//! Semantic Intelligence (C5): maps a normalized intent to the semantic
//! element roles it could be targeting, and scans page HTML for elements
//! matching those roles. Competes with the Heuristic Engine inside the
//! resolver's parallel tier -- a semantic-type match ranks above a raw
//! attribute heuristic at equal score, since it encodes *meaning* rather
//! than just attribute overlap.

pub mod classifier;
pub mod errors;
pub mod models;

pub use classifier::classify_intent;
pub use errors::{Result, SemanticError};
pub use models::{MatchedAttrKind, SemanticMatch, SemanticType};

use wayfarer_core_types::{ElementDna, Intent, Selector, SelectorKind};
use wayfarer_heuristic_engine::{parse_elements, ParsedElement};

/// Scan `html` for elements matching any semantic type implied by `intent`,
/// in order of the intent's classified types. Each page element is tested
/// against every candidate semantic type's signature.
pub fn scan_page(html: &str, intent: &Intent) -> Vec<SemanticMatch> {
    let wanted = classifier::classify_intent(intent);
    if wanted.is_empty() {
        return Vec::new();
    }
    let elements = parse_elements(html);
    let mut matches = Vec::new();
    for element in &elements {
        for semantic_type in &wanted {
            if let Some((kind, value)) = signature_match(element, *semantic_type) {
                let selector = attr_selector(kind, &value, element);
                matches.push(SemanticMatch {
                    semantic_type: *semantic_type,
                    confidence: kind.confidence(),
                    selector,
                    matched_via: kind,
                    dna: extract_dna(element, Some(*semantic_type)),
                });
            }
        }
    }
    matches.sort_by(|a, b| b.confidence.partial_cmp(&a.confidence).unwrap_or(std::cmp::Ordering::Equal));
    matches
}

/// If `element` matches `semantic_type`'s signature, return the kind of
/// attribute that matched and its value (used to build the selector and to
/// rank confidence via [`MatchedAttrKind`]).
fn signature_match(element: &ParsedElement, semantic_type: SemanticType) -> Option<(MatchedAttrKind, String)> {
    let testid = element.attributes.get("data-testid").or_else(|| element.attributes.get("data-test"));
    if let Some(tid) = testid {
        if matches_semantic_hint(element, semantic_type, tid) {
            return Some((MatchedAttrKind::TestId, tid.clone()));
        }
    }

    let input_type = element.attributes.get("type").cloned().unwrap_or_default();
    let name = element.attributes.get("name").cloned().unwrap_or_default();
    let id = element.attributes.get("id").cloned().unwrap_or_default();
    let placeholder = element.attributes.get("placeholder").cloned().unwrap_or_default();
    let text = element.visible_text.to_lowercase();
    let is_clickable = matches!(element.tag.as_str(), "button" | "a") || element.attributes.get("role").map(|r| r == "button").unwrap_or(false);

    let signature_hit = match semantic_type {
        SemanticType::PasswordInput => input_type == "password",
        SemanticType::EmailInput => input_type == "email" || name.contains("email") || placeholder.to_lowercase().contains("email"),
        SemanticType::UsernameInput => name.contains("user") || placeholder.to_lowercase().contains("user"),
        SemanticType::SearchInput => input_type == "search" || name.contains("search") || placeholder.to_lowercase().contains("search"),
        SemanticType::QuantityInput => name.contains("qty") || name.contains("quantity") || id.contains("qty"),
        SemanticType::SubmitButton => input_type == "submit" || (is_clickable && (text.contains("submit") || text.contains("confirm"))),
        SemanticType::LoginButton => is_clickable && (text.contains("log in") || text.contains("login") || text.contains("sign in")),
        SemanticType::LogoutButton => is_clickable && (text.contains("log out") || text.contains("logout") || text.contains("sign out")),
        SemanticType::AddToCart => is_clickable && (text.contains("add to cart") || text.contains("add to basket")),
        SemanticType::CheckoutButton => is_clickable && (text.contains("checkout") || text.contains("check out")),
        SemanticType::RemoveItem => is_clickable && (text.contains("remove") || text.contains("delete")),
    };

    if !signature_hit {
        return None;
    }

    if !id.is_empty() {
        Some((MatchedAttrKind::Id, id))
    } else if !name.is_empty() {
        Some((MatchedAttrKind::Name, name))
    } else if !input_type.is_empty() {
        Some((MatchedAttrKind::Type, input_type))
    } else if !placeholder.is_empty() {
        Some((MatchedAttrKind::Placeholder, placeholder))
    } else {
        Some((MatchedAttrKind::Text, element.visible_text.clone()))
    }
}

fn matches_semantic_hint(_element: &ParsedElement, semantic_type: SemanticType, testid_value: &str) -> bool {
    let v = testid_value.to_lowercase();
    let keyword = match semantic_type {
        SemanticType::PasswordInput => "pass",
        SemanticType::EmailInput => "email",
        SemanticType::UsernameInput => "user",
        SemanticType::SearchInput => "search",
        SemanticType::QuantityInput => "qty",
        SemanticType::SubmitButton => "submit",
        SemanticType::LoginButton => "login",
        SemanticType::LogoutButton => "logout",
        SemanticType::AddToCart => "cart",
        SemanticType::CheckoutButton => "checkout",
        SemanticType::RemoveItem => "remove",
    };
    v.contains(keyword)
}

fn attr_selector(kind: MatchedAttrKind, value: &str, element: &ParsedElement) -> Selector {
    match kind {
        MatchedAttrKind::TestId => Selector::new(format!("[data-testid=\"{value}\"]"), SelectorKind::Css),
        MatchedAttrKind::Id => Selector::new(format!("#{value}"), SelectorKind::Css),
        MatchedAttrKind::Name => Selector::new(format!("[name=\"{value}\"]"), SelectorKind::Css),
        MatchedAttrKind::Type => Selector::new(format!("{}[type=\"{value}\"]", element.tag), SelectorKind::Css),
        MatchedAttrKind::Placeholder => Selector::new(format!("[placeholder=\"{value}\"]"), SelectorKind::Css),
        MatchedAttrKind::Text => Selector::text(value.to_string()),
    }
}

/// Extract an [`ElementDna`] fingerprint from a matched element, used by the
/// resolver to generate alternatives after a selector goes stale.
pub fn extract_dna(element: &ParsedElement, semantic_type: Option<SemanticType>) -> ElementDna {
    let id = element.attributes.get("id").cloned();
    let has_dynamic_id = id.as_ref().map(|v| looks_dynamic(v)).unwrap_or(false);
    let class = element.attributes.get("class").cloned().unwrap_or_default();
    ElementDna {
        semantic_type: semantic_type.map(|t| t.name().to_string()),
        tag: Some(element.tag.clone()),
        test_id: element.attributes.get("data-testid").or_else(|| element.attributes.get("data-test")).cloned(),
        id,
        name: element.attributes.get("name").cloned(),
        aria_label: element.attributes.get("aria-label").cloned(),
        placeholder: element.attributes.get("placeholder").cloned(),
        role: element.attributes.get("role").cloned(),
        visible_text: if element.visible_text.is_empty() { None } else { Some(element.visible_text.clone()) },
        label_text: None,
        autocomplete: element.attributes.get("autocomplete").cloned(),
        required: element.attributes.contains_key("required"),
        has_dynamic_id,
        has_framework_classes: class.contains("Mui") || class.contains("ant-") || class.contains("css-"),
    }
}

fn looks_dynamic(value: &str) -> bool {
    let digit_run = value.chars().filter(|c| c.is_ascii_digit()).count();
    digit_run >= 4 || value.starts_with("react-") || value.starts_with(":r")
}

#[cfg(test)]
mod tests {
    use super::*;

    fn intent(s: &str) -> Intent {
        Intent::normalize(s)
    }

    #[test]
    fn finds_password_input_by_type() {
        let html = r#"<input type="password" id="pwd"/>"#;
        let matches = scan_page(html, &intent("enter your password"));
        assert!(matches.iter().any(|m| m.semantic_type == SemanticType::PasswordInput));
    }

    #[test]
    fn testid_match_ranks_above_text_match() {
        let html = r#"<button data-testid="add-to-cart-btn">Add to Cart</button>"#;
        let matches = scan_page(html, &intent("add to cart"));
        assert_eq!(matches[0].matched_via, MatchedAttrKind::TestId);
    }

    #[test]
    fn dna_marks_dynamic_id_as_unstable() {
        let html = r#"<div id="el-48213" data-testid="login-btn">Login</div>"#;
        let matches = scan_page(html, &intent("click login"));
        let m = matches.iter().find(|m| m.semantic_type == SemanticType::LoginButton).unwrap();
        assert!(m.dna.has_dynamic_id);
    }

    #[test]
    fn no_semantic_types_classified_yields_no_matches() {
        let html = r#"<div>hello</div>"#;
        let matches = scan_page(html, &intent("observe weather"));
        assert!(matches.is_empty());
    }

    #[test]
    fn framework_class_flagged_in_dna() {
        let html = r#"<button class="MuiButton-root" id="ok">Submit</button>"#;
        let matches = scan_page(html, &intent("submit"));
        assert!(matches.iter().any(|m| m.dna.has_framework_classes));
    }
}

_ _ _ _ _ _ _

■ Your instructions ■
Scan the material above for the word "keyword", and copy each line where it appears.

■ Answer to the problem ■
    let keyword = match semantic_type {
    v.contains(keyword)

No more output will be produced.